(Temesvar 1860 – Roma 1933)
Study of a drapery
Charcoal and chalk on brownish paper, 532 x 340 mm
Born in Hungary, but moved at an early age to Vienna, Adolf Hirschl studied at the Austrian Academy, where he was a pupil of the historical allegorical painter August Eisenmenger and the orientalist Leopold Karl Müller. Endowed with great technical qualities, from the 1880s Hirschl became the protagonist of a brilliant artistic career sealed by the conferral of numerous prizes. Among these, one of the first is the Rompreis of 1882, thanks to which he can go to Egypt and Rome, where he stops until 1884. It is an opportunity to deepen the study of antiquity and to consolidate his fascination for the Ancient Rome, in particular for the crucial moment of transition from the Empire to the themes of the nascent Christianity, the cultural world from which he draws and which flows into the great compositions of the decade and beyond.

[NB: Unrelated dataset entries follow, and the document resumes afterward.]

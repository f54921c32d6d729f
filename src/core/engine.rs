use crate::core::Pipeline;
use crate::utils::error::Result;

pub struct SchedulerEngine<P: Pipeline> {
    pipeline: P,
}

impl<P: Pipeline> SchedulerEngine<P> {
    pub fn new(pipeline: P) -> Self {
        Self { pipeline }
    }

    pub async fn run(&self) -> Result<String> {
        tracing::info!("Starting scheduling run...");

        tracing::info!("Reading poll...");
        let matrix = self.pipeline.extract().await?;
        tracing::info!(
            "Parsed {} participants across {} slots",
            matrix.participants().len(),
            matrix.slots().len()
        );

        tracing::info!("Allocating slots...");
        let result = self.pipeline.transform(matrix).await?;
        tracing::info!(
            "Allocated {} slots, {} participants unallocated",
            result.outcome.assignments.len(),
            result.outcome.unallocated.len()
        );

        tracing::info!("Exporting schedule...");
        let output_path = self.pipeline.load(result).await?;
        tracing::info!("Output saved to: {}", output_path);

        Ok(output_path)
    }
}
use crate::core::Storage;
use crate::utils::error::Result;
use std::fs;
use std::path::Path;

#[derive(Debug, Clone)]
pub struct LocalStorage {
    base_path: String,
}

impl LocalStorage {
    pub fn new(base_path: String) -> Self {
        Self { base_path }
    }
}

impl Storage for LocalStorage {
    async fn read_file(&self, path: &str) -> Result<Vec<u8>> {
        let full_path = Path::new(&self.base_path).join(path);
        let data = fs::read(full_path)?;
        Ok(data)
    }

    async fn write_file(&self, path: &str, data: &[u8]) -> Result<()> {
        let full_path = Path::new(&self.base_path).join(path);

        if let Some(parent) = full_path.parent() {
            fs::create_dir_all(parent)?;
        }

        fs::write(full_path, data)?;
        Ok(())
    }
}

#[cfg(test)]
mod tests {
    use super::*;

    #[tokio::test]
    async fn test_round_trip_through_local_storage() {
        let dir = tempfile::TempDir::new().unwrap();
        let storage = LocalStorage::new(dir.path().to_str().unwrap().to_string());

        storage.write_file("nested/out.txt", b"hello").await.unwrap();
        let read = storage.read_file("nested/out.txt").await.unwrap();
        assert_eq!(read, b"hello");
    }

    #[tokio::test]
    async fn test_read_missing_file_errors() {
        let dir = tempfile::TempDir::new().unwrap();
        let storage = LocalStorage::new(dir.path().to_str().unwrap().to_string());
        assert!(storage.read_file("absent.csv").await.is_err());
    }
}
pub mod adapters;
pub mod calendar;
pub mod config;
pub mod core;
pub mod domain;
pub mod utils;

pub use crate::adapters::{JsonOutbox, LocalStorage};
pub use crate::config::CliConfig;
pub use crate::core::{engine::SchedulerEngine, pipeline::SchedulePipeline};
pub use crate::domain::model::{AllocationOutcome, Assignment, PreferenceMatrix, Slot};
pub use crate::utils::error::{Result, ScheduleError};
use autocalendar::calendar::EventSettings;
use autocalendar::config::toml_config::TomlConfig;
use autocalendar::core::Pipeline;
use autocalendar::utils::error::ErrorSeverity;
use autocalendar::utils::{logger, validation::Validate};
use autocalendar::{CliConfig, JsonOutbox, LocalStorage, SchedulePipeline, SchedulerEngine};
use clap::Parser;

const OUTBOX_FILE: &str = "event_outbox.json";

#[tokio::main]
async fn main() -> anyhow::Result<()> {
    let mut config = CliConfig::parse();

    logger::init_cli_logger(config.verbose);

    tracing::info!("Starting autocalendar");
    if config.verbose {
        tracing::debug!("CLI config: {:?}", config);
    }

    // Optional TOML file supplies event settings and poll overrides
    let mut settings = EventSettings::default();
    let mut directory_file = None;
    if let Some(path) = config.config.clone() {
        tracing::info!("Loading configuration from: {}", path);
        let toml_config = match TomlConfig::from_file(&path) {
            Ok(toml_config) => toml_config,
            Err(e) => {
                eprintln!("❌ Failed to load config file '{}': {}", path, e);
                eprintln!("💡 {}", e.recovery_suggestion());
                std::process::exit(1);
            }
        };
        if let Err(e) = toml_config.validate() {
            tracing::error!("Configuration validation failed: {}", e);
            eprintln!("❌ {}", e.user_friendly_message());
            eprintln!("💡 {}", e.recovery_suggestion());
            std::process::exit(1);
        }
        config.apply_toml(&toml_config);
        settings = toml_config.event_settings();
        directory_file = toml_config.directory_file();
    }

    if let Err(e) = config.validate() {
        tracing::error!("Configuration validation failed: {}", e);
        eprintln!("❌ {}", e.user_friendly_message());
        eprintln!("💡 {}", e.recovery_suggestion());
        std::process::exit(1);
    }

    // One storage rooted at the working directory; the pipeline addresses
    // the poll, the directory file, and all outputs by relative path.
    let storage = LocalStorage::new(".".to_string());
    let sink = JsonOutbox::new(
        LocalStorage::new(".".to_string()),
        format!("{}/{}", config.output_path, OUTBOX_FILE),
    );
    let pipeline = SchedulePipeline::new(storage, config.clone(), sink, settings, directory_file);

    if config.dry_run {
        tracing::info!("DRY RUN - poll will be parsed but not allocated");
        let matrix = pipeline.extract().await?;
        println!(
            "Poll '{}': {} participants, {} slots",
            config.poll_file,
            matrix.participants().len(),
            matrix.slots().len()
        );
        for (col, slot) in matrix.slots().iter().enumerate() {
            println!("  {} ({} selections)", slot, matrix.selectors_of(col).len());
        }
        return Ok(());
    }

    let engine = SchedulerEngine::new(pipeline);
    match engine.run().await {
        Ok(output_path) => {
            tracing::info!("Scheduling completed");
            println!("✅ Scheduling completed");
            println!("📁 Output saved to: {}", output_path);
        }
        Err(e) => {
            tracing::error!(
                "Scheduling failed: {} (Category: {:?}, Severity: {:?})",
                e,
                e.category(),
                e.severity()
            );
            eprintln!("❌ {}", e.user_friendly_message());
            eprintln!("💡 {}", e.recovery_suggestion());

            let exit_code = match e.severity() {
                ErrorSeverity::Low => 0,
                ErrorSeverity::Medium => 2,
                ErrorSeverity::High => 1,
                ErrorSeverity::Critical => 3,
            };
            if exit_code > 0 {
                std::process::exit(exit_code);
            }
        }
    }

    Ok(())
}
// Adapters layer: concrete implementations for external systems
// (filesystem storage, calendar outbox).

pub mod outbox;
pub mod storage;

pub use outbox::JsonOutbox;
pub use storage::LocalStorage;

This refined drapery study refers to the Wedding Procession in Ancient Rome (1891) – a work currently of unknown location. Debtor, in the finished work, of the archaeological perspicuity of the French antiquing vein a la Gérôme, in this study, however, the grandiose academic setting gives way to a greater freedom of expression and fluency of the stroke, in particular in the vaporous ruffles of the fabric and in its palpable thin consistency that adheres revealing its shapes, to the underlying female body.